BEGIN

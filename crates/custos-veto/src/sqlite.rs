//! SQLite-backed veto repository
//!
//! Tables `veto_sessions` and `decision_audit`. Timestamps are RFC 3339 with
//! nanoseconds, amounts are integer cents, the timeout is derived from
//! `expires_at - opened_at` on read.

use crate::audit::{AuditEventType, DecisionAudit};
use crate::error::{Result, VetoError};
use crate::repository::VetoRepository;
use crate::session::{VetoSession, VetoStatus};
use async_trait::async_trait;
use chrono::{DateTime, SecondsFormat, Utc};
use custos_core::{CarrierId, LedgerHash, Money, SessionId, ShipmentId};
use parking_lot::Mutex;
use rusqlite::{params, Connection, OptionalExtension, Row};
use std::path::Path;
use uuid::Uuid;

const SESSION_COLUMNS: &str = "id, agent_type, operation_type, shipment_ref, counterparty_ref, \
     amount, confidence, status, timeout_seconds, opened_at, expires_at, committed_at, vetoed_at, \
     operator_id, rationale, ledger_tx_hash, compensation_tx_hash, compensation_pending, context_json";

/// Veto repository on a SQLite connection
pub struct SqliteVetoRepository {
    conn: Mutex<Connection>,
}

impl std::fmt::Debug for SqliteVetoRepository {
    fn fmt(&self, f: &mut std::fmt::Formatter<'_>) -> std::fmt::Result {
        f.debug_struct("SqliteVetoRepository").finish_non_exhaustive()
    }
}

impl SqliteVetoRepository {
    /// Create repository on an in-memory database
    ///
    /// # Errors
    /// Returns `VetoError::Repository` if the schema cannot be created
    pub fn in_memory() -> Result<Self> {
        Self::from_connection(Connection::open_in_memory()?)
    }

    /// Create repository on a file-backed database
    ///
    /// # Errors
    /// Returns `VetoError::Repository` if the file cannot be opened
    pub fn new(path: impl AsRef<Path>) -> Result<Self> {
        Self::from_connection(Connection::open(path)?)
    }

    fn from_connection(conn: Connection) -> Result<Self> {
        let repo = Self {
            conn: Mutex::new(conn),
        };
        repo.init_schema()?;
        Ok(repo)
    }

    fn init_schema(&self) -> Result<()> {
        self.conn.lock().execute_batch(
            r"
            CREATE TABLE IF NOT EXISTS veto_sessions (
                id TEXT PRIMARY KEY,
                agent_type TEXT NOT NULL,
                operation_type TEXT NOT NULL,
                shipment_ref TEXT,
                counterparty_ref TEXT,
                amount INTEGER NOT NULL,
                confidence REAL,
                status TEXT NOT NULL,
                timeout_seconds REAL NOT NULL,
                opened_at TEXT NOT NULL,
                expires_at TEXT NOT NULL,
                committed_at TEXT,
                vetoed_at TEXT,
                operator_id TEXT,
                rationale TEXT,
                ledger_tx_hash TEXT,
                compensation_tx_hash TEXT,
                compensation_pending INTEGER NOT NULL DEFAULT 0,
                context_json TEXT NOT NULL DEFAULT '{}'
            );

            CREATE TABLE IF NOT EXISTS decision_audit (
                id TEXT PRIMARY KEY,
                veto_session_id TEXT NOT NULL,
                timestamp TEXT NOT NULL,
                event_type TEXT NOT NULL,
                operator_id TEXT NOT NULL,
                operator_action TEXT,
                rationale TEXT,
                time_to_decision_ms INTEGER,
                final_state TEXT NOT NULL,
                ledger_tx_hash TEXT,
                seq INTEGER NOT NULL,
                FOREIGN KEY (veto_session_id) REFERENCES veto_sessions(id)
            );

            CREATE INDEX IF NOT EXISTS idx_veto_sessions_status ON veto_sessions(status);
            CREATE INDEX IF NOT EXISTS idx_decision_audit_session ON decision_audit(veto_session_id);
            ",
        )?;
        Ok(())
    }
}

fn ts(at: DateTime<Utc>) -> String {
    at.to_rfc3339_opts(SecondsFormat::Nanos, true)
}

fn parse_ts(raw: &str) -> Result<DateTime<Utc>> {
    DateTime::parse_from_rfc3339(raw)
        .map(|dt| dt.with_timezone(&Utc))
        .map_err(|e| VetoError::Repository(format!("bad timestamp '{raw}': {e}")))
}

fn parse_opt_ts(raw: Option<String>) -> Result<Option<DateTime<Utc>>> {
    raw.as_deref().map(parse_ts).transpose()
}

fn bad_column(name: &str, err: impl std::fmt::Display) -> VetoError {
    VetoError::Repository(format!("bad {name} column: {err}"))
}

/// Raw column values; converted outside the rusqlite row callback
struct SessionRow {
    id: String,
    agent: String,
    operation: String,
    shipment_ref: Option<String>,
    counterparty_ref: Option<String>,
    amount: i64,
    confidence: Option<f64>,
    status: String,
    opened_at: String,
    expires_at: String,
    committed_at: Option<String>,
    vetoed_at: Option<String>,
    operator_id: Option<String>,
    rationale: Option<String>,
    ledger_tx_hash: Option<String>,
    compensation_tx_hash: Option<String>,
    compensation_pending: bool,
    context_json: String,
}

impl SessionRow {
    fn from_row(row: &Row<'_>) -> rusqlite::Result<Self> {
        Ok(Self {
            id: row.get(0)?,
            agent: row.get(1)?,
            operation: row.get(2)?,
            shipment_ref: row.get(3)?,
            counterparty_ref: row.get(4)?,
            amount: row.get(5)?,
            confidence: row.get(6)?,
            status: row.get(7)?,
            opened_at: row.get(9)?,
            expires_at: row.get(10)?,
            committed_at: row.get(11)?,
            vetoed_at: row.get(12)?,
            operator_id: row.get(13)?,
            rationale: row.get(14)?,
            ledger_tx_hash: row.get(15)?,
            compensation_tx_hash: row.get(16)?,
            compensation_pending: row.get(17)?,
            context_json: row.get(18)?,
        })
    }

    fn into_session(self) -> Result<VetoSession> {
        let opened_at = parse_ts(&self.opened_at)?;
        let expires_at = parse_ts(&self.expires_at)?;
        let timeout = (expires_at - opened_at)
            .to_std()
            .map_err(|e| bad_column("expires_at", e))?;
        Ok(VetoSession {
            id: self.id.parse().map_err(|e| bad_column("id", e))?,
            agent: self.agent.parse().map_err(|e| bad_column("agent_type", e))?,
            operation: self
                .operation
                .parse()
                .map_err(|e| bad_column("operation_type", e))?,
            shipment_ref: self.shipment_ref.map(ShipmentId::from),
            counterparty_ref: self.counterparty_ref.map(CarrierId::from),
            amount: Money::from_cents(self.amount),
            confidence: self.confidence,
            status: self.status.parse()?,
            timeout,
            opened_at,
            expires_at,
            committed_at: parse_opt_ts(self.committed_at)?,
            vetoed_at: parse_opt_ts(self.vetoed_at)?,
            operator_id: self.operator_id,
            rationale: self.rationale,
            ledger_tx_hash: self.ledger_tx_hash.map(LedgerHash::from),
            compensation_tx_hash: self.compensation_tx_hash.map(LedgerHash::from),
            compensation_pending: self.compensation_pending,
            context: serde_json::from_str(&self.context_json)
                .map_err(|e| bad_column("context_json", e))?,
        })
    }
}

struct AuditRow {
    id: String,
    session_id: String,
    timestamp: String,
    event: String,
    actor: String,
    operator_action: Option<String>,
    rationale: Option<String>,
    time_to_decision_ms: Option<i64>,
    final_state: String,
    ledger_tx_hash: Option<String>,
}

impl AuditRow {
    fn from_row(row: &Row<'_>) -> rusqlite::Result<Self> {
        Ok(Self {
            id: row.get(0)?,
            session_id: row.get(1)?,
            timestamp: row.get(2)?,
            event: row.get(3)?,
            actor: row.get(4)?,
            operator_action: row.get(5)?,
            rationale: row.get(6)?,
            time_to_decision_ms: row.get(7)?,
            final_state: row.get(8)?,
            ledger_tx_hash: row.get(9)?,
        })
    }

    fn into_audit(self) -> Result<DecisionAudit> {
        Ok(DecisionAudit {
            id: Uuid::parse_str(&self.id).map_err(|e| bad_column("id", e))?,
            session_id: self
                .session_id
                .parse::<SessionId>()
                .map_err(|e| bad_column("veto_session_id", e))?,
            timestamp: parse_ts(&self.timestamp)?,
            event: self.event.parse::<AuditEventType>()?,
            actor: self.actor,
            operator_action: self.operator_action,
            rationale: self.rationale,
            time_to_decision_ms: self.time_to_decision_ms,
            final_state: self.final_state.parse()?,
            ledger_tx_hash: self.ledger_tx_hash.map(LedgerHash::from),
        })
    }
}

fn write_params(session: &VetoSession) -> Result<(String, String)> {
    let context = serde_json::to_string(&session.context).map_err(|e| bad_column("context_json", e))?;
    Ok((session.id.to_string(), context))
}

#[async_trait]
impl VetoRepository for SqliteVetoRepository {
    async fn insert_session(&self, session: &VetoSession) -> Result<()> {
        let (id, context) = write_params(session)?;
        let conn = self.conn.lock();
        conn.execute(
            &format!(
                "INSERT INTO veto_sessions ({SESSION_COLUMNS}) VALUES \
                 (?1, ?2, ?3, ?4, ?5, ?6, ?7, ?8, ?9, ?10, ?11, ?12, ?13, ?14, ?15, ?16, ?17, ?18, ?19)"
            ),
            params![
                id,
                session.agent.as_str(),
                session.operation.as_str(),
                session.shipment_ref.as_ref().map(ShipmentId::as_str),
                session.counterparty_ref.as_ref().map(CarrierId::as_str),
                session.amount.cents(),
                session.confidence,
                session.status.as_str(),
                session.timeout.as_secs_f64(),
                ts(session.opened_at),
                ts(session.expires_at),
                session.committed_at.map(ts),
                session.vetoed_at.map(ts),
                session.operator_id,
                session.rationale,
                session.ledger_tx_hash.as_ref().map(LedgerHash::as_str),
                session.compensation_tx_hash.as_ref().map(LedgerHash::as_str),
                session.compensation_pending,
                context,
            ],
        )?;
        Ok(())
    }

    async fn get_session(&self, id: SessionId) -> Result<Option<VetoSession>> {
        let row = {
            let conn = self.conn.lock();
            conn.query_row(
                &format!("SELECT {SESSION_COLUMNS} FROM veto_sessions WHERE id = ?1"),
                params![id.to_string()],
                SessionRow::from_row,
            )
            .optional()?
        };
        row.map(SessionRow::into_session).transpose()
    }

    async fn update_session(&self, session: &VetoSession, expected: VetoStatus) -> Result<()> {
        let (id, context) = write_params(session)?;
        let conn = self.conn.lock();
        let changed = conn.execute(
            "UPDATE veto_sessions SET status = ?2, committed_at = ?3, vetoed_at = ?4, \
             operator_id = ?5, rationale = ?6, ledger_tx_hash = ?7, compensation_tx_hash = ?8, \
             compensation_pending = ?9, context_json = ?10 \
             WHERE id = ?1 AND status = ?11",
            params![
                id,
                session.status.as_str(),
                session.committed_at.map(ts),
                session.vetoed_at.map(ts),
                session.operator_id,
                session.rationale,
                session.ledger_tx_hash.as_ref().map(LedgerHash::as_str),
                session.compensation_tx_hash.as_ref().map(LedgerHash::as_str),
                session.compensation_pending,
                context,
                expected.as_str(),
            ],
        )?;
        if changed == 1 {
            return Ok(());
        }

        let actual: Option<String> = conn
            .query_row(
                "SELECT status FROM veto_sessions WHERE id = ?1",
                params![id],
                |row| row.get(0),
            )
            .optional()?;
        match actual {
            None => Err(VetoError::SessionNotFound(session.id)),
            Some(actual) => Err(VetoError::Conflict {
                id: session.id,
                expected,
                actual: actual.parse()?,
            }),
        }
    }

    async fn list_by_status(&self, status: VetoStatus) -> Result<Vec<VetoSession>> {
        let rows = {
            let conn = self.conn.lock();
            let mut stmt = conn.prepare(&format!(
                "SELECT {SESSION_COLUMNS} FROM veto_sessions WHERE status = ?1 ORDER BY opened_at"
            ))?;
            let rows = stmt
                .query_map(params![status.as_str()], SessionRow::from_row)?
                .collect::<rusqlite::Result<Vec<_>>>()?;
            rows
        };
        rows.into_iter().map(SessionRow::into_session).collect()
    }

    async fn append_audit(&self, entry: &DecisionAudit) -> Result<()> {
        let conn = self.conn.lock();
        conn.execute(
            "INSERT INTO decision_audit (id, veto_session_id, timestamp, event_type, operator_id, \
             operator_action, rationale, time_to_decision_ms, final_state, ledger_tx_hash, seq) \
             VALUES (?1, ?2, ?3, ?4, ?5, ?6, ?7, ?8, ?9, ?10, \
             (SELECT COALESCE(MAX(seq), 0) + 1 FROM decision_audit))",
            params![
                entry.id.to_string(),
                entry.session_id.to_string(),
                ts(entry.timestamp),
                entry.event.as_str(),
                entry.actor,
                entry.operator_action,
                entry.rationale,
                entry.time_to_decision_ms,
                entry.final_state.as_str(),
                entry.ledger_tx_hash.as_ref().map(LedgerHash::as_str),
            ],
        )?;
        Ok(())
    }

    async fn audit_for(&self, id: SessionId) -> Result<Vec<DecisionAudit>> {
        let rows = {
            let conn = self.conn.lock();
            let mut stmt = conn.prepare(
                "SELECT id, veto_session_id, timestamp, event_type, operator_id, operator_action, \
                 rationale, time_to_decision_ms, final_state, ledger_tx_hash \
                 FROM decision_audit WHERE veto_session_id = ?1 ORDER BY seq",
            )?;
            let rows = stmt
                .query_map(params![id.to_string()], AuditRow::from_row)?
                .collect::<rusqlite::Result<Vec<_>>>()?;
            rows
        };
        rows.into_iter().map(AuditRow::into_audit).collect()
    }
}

END
BEGIN

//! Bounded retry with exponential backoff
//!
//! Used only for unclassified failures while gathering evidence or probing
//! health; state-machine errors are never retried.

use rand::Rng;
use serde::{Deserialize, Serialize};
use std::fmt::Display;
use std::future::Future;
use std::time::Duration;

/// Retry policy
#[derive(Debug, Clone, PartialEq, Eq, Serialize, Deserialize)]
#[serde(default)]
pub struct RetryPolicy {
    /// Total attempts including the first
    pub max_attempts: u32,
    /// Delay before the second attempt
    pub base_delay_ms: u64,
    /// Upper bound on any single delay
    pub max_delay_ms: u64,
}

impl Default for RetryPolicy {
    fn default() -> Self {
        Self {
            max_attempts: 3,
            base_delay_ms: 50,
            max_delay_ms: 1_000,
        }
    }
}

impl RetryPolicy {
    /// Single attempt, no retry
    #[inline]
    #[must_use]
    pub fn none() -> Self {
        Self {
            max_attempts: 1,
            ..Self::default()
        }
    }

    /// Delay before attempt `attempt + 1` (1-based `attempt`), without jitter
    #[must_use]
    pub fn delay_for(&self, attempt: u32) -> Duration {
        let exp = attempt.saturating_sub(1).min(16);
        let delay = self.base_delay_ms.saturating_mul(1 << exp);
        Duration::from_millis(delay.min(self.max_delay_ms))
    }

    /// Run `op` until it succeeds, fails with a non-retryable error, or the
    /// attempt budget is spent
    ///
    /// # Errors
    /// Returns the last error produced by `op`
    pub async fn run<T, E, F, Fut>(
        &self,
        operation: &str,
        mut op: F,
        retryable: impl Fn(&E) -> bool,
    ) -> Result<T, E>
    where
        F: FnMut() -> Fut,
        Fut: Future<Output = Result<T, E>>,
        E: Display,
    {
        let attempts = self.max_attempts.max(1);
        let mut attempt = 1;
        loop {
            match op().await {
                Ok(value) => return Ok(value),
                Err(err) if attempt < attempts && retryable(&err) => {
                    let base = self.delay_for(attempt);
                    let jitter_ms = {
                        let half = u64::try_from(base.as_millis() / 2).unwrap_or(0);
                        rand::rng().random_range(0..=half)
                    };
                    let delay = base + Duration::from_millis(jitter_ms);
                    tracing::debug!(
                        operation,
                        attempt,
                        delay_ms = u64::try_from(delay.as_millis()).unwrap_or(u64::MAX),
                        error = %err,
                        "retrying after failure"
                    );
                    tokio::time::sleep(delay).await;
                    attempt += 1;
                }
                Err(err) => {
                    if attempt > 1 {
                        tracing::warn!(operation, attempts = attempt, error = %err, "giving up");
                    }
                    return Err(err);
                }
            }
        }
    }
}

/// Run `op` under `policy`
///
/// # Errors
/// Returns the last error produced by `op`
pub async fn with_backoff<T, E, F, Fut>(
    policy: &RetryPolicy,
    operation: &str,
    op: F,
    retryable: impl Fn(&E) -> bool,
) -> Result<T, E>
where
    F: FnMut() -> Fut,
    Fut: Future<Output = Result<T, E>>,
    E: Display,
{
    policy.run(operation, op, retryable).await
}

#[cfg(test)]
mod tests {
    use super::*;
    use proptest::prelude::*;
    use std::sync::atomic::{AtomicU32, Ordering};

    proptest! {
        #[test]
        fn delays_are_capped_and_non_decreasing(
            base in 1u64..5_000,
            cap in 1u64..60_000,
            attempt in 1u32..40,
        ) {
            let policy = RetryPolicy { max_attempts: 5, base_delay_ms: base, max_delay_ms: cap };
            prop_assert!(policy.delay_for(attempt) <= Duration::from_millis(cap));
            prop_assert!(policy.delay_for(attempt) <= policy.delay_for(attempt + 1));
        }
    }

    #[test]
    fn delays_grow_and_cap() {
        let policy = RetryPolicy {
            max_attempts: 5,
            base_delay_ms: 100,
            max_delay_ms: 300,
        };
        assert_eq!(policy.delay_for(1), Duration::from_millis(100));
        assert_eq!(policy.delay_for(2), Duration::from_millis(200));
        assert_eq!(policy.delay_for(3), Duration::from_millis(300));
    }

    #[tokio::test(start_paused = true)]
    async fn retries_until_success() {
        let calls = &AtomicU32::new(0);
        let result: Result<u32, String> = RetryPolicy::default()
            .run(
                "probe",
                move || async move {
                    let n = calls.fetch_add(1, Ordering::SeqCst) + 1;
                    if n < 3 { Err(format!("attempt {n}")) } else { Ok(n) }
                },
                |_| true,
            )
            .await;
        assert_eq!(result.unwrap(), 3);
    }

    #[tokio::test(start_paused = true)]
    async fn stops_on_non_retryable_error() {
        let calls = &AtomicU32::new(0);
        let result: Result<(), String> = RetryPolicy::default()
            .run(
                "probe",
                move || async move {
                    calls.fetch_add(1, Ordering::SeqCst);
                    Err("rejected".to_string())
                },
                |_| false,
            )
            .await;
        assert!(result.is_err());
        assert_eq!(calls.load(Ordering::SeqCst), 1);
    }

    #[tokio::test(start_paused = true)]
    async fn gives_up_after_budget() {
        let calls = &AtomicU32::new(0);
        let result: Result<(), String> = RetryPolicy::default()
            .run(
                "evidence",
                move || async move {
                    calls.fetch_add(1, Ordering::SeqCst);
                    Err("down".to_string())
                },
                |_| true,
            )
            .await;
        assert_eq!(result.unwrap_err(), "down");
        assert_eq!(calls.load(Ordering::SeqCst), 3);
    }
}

END

Prompt: Find all lines holding the word "expected" in the records above and copy them.

Output of the task:
    async fn update_session(&self, session: &VetoSession, expected: VetoStatus) -> Result<()> {
                expected.as_str(),
                expected,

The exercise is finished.